§ Task brief
Below are some records. Return exactly the lines from the one with "#[derive(Debug, Clone, Default)]" to the one with "id, name, ..", and nothing else.

[Source data]
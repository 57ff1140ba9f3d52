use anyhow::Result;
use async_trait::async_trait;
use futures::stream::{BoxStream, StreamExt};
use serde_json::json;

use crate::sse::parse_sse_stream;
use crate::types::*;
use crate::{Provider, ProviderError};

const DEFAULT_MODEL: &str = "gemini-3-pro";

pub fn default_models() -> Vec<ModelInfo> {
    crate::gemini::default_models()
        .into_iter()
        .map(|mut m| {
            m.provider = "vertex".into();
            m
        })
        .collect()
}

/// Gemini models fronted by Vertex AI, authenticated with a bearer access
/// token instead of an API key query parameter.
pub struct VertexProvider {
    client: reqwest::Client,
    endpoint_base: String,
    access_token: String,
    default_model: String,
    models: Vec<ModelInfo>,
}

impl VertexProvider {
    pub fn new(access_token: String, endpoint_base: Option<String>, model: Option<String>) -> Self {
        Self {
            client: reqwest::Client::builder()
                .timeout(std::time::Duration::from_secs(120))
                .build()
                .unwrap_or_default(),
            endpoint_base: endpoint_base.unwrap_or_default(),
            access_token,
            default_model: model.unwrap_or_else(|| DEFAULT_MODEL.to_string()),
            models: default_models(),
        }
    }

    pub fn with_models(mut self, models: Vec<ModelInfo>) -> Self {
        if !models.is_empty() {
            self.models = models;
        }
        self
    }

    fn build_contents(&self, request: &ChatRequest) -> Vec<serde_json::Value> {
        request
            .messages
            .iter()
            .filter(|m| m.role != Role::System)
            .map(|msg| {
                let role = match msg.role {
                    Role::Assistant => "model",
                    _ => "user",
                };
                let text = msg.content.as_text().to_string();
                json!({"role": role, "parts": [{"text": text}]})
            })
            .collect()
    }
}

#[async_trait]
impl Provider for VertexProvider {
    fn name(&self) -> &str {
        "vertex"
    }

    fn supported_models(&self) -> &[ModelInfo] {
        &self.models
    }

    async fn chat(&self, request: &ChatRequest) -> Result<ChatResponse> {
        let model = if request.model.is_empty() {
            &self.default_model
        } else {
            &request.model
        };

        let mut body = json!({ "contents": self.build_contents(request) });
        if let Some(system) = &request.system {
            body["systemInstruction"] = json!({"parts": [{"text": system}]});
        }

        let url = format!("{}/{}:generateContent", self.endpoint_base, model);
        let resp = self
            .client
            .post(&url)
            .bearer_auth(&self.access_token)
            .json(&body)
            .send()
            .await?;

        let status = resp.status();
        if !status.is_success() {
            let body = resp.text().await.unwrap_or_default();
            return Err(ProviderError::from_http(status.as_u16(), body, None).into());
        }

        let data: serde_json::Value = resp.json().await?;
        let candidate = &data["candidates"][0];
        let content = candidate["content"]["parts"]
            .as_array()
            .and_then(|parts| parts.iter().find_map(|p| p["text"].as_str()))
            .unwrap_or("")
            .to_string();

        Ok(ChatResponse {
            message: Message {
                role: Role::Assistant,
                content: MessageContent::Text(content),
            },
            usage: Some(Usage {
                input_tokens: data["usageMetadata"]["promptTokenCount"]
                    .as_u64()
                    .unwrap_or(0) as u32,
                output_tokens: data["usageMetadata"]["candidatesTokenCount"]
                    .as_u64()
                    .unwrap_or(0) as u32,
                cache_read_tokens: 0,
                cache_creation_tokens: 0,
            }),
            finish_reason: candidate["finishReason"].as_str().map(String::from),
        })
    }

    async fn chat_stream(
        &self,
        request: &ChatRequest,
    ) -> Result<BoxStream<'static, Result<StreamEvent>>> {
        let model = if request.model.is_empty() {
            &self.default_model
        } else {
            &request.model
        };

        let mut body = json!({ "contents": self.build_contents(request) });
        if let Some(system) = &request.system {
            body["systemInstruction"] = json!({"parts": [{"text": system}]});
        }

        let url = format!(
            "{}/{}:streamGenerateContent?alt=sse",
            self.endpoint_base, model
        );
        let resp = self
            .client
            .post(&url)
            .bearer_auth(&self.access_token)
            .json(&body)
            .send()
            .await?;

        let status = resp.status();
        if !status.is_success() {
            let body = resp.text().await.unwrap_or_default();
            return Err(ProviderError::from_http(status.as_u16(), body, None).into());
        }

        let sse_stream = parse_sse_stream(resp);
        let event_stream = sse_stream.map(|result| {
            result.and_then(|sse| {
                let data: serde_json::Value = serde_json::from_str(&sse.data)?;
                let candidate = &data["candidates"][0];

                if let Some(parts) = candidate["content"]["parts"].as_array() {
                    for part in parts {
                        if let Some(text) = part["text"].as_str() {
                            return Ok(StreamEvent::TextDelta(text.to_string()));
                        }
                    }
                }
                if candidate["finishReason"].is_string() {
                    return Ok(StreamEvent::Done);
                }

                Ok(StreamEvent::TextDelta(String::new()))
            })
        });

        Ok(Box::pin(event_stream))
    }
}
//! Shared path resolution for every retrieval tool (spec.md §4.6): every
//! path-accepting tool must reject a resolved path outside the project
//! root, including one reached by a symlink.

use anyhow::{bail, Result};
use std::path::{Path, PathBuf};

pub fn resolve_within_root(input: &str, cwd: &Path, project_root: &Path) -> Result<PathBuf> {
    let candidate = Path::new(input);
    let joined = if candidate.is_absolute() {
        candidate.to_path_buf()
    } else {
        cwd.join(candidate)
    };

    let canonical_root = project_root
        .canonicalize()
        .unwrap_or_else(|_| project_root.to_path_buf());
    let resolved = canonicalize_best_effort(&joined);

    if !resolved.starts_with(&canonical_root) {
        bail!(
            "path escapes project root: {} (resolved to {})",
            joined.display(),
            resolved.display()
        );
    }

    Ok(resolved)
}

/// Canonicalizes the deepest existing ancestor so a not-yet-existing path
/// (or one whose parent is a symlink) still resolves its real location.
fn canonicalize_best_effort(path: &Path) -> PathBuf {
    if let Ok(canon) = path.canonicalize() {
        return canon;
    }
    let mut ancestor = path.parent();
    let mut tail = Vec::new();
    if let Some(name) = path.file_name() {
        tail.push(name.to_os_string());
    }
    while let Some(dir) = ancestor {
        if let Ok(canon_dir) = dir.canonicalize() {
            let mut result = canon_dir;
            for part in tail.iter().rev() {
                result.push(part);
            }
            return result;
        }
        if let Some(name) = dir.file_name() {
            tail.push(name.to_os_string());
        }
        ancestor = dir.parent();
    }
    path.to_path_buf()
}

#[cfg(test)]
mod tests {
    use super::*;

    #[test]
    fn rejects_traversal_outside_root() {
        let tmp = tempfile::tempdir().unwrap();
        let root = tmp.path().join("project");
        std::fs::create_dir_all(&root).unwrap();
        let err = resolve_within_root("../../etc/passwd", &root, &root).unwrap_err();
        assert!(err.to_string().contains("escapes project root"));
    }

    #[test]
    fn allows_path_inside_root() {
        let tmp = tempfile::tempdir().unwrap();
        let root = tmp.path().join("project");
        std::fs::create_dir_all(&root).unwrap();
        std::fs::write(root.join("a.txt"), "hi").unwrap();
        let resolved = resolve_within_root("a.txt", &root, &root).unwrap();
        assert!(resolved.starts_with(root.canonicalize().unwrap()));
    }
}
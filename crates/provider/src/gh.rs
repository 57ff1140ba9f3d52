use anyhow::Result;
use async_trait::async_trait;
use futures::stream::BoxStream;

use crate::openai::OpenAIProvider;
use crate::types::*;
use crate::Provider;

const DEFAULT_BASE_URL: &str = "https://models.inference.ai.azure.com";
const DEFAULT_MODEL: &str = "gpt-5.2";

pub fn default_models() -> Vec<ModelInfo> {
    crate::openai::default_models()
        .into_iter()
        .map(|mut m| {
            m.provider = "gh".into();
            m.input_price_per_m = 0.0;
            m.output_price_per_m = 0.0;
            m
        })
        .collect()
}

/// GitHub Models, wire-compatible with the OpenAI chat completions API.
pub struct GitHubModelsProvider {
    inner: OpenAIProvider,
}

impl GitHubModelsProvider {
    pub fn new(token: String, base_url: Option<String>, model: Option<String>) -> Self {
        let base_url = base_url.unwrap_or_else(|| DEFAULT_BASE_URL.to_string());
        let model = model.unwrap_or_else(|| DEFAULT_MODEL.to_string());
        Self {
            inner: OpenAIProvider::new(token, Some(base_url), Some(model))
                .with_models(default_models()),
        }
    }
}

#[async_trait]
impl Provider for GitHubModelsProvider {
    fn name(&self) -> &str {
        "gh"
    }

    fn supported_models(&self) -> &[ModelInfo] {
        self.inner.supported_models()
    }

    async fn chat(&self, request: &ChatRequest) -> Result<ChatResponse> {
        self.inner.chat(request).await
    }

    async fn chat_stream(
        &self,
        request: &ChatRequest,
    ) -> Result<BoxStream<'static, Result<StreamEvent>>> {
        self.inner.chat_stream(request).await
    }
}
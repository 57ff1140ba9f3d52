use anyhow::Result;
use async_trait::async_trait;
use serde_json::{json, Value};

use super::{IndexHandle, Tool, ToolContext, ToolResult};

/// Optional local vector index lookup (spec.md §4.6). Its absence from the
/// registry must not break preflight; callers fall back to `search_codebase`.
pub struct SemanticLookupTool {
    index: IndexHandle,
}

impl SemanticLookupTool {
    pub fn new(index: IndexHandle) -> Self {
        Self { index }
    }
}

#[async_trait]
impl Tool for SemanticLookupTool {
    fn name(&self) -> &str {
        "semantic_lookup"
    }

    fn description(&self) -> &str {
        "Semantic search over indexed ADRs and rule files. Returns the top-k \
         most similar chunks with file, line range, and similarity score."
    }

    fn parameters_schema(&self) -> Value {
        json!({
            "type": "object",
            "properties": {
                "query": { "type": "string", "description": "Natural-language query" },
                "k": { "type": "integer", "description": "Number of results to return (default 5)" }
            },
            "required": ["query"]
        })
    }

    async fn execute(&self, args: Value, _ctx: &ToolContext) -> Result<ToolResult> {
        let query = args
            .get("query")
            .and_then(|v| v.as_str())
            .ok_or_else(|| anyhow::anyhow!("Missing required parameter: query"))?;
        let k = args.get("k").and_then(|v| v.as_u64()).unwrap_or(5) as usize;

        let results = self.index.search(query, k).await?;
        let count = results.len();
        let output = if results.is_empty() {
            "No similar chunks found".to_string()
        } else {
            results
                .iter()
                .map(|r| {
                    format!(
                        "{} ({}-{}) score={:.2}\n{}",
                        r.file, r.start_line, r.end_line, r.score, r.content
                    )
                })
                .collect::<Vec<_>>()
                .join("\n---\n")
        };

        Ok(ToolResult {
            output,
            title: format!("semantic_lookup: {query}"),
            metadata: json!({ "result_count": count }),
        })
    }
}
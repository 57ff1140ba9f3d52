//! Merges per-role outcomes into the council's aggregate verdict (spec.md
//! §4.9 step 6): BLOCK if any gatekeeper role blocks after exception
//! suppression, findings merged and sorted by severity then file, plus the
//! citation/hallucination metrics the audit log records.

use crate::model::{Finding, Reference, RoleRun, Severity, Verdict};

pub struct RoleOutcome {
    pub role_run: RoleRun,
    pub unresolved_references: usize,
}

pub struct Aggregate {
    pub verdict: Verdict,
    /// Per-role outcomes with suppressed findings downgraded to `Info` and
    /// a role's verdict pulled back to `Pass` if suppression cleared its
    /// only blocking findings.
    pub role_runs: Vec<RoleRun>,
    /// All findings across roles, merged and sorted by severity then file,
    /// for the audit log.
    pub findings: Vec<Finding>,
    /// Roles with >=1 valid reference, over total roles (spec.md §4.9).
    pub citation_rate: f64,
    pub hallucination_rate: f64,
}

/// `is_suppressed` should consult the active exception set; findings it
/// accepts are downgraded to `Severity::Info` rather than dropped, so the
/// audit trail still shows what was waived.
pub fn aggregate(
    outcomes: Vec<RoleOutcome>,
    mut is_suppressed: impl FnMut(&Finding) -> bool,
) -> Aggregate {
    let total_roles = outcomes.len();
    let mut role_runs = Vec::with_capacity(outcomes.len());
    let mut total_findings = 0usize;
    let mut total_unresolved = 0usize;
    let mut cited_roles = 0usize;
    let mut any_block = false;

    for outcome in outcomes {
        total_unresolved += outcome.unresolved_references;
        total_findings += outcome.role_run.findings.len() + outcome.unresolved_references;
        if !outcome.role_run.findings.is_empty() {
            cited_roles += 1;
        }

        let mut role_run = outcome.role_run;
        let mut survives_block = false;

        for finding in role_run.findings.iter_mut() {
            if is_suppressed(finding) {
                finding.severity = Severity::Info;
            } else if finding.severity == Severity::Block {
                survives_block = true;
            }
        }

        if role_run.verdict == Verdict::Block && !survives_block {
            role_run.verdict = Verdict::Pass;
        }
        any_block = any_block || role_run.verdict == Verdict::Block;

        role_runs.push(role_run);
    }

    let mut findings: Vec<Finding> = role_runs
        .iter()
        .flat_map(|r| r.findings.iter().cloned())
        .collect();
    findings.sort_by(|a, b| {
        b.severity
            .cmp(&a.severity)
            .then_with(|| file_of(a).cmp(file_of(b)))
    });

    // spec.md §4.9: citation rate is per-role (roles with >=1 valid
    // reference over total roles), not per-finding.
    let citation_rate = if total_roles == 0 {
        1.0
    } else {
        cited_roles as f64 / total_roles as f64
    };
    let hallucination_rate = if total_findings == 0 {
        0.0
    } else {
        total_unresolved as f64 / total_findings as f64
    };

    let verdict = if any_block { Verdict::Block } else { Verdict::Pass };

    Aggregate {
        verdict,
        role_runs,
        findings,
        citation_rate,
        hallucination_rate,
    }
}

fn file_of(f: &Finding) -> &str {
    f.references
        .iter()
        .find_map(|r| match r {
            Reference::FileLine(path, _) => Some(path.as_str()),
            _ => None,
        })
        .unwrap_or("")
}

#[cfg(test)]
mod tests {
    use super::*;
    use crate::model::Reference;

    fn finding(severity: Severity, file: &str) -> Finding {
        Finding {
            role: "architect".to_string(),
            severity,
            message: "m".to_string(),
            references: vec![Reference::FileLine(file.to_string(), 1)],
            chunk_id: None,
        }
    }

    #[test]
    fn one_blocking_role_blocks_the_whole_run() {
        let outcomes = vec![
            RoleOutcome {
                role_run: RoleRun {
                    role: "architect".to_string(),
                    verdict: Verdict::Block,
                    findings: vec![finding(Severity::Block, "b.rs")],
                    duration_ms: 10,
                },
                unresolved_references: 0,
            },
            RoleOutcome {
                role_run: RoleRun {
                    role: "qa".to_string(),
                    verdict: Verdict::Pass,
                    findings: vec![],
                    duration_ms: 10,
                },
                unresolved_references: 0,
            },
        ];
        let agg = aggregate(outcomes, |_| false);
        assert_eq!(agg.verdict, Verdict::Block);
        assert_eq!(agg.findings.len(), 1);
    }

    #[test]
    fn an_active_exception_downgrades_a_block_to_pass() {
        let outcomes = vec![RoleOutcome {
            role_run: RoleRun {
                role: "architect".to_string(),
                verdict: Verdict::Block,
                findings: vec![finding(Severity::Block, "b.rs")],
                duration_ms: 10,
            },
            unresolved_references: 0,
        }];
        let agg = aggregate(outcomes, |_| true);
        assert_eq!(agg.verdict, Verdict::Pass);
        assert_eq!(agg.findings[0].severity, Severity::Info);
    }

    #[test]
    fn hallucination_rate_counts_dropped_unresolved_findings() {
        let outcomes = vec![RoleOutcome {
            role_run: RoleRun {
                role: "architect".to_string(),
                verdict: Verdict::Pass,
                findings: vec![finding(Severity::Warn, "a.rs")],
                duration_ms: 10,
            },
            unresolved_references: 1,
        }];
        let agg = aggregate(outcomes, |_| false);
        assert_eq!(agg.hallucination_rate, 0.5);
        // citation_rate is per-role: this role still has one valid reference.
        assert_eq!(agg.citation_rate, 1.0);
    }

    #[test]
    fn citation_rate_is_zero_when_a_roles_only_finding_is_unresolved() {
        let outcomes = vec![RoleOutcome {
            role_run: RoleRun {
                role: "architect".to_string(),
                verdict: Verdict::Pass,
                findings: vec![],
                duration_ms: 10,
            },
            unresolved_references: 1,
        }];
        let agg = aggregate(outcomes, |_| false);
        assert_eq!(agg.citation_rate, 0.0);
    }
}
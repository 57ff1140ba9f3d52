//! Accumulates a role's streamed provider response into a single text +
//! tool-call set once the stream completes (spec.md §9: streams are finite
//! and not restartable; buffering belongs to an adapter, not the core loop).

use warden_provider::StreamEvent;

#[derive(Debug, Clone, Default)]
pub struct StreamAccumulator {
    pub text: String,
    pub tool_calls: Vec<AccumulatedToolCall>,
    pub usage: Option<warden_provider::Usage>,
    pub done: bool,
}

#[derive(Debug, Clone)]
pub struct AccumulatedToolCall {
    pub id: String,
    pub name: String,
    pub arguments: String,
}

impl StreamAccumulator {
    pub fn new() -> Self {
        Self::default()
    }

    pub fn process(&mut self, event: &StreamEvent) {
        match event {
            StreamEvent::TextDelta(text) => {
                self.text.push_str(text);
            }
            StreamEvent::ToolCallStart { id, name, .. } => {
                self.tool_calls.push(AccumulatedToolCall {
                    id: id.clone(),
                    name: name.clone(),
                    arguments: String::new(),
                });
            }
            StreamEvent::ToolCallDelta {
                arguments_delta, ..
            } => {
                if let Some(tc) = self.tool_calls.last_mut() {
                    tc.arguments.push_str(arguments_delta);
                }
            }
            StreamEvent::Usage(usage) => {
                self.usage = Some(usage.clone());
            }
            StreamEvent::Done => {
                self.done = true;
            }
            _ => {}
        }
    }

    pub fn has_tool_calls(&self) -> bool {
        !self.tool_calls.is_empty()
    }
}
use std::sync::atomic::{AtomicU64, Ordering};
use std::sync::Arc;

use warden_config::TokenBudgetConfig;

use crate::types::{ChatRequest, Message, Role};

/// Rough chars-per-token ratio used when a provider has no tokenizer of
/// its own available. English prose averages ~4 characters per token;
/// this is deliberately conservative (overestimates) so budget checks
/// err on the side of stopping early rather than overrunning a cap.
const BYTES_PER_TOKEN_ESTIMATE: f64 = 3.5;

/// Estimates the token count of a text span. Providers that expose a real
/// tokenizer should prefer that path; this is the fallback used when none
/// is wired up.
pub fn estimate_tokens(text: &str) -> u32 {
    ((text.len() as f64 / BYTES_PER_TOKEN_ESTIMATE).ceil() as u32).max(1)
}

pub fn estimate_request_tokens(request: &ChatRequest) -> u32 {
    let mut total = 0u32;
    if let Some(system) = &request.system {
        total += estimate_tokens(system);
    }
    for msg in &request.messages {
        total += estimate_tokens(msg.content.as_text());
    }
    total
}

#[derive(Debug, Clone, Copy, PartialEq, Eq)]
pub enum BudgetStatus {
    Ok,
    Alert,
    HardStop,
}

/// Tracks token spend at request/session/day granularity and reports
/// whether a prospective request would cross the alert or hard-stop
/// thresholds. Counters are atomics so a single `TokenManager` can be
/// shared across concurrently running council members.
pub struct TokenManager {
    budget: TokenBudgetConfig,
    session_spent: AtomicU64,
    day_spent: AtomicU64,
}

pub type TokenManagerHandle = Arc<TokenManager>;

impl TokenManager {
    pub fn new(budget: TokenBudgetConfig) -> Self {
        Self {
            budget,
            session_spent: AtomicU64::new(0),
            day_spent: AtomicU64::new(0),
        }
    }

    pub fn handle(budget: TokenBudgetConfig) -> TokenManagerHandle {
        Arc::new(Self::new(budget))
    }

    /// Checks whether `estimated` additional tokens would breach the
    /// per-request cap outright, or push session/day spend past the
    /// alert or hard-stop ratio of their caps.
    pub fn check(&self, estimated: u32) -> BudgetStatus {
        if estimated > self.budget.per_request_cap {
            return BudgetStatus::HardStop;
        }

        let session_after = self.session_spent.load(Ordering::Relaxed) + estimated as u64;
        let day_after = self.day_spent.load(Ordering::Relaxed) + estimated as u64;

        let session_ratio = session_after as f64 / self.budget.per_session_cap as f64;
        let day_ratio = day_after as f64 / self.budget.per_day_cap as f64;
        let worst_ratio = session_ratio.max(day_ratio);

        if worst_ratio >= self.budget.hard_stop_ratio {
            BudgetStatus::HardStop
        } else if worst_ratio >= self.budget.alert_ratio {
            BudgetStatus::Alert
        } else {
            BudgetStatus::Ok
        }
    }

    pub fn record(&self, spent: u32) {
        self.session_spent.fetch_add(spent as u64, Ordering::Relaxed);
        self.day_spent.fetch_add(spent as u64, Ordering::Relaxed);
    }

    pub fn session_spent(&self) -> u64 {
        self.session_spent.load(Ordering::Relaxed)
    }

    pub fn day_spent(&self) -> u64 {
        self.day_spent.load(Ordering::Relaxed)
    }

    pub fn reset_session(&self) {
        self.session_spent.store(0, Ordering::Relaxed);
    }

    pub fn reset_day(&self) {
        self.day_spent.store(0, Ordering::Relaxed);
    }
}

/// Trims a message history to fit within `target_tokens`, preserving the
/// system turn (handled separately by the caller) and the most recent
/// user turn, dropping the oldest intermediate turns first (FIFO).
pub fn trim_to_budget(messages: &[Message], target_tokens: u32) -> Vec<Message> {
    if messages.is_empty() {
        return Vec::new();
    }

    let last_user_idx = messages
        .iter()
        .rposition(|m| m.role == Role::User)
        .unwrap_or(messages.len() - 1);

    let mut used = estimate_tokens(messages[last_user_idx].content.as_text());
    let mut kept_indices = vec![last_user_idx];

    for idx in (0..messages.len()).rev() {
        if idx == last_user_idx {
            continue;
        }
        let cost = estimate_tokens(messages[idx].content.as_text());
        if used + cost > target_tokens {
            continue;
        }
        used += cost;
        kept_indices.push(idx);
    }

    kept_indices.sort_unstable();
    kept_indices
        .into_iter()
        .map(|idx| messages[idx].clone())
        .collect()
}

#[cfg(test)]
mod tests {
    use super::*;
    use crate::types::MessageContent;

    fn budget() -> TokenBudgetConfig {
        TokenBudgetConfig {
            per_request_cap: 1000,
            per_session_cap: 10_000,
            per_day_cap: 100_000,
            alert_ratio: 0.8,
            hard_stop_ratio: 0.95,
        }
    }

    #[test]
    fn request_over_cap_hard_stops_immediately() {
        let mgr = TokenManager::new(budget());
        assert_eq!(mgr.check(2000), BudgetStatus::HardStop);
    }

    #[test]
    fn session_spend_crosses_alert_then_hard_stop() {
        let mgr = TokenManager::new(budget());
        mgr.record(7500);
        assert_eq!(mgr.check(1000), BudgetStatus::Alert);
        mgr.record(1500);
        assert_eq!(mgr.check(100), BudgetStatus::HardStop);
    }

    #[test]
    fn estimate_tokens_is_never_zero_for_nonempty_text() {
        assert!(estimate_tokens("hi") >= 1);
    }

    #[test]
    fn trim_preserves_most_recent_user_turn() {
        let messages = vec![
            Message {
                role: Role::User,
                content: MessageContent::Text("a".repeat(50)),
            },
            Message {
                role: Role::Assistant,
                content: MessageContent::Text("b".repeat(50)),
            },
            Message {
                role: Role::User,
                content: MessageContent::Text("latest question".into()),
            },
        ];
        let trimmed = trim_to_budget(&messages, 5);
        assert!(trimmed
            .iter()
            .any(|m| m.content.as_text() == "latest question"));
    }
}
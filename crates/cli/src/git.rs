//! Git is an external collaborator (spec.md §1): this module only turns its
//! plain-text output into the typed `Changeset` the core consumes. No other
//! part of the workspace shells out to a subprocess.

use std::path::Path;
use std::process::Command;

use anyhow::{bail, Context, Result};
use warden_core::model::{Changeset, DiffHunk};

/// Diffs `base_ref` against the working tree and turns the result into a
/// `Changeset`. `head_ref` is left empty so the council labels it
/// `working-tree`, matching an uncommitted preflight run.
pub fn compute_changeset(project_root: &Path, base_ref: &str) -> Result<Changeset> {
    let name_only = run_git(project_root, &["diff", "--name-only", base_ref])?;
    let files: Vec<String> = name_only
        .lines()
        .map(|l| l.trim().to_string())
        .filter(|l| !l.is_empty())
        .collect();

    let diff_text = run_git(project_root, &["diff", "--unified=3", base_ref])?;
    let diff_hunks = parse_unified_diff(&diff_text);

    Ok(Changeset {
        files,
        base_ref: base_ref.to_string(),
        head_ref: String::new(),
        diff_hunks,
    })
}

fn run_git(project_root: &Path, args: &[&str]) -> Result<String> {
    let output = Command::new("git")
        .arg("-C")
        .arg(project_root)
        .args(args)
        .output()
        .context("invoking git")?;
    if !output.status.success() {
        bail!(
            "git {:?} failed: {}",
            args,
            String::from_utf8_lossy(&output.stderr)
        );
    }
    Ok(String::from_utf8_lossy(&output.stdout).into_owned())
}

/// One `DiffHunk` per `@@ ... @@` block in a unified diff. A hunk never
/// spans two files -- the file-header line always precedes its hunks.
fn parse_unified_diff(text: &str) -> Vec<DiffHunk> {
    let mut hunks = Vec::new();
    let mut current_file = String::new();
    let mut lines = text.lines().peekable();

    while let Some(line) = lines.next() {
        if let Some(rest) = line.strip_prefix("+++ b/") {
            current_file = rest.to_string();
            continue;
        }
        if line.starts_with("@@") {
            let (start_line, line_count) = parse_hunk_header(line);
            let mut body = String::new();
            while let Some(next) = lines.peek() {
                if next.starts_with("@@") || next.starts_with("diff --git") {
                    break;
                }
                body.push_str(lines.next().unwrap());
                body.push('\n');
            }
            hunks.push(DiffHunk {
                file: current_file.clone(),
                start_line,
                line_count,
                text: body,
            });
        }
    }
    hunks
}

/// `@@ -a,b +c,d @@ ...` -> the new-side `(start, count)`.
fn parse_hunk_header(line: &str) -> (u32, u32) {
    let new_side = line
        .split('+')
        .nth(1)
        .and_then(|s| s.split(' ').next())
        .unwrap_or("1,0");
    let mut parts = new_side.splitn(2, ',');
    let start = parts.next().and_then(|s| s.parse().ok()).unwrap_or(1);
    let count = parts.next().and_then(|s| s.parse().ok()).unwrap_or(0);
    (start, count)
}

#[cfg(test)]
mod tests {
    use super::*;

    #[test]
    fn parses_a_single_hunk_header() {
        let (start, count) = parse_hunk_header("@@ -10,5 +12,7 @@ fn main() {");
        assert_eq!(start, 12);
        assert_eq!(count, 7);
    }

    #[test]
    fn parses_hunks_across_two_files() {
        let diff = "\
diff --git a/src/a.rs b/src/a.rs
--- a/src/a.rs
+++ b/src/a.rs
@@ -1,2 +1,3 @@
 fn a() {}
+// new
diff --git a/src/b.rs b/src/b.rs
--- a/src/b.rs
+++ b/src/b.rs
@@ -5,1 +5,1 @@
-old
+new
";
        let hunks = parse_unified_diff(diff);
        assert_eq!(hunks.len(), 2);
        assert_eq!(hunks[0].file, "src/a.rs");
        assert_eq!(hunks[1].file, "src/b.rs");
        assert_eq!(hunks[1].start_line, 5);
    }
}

§ Exercise result
#[derive(Debug, Clone, Default)]
pub struct StreamAccumulator {
    pub text: String,
    pub tool_calls: Vec<AccumulatedToolCall>,
    pub usage: Option<warden_provider::Usage>,
    pub done: bool,
}

#[derive(Debug, Clone)]
pub struct AccumulatedToolCall {
    pub id: String,
    pub name: String,
    pub arguments: String,
}

impl StreamAccumulator {
    pub fn new() -> Self {
        Self::default()
    }

    pub fn process(&mut self, event: &StreamEvent) {
        match event {
            StreamEvent::TextDelta(text) => {
                self.text.push_str(text);
            }
            StreamEvent::ToolCallStart { id, name, .. } => {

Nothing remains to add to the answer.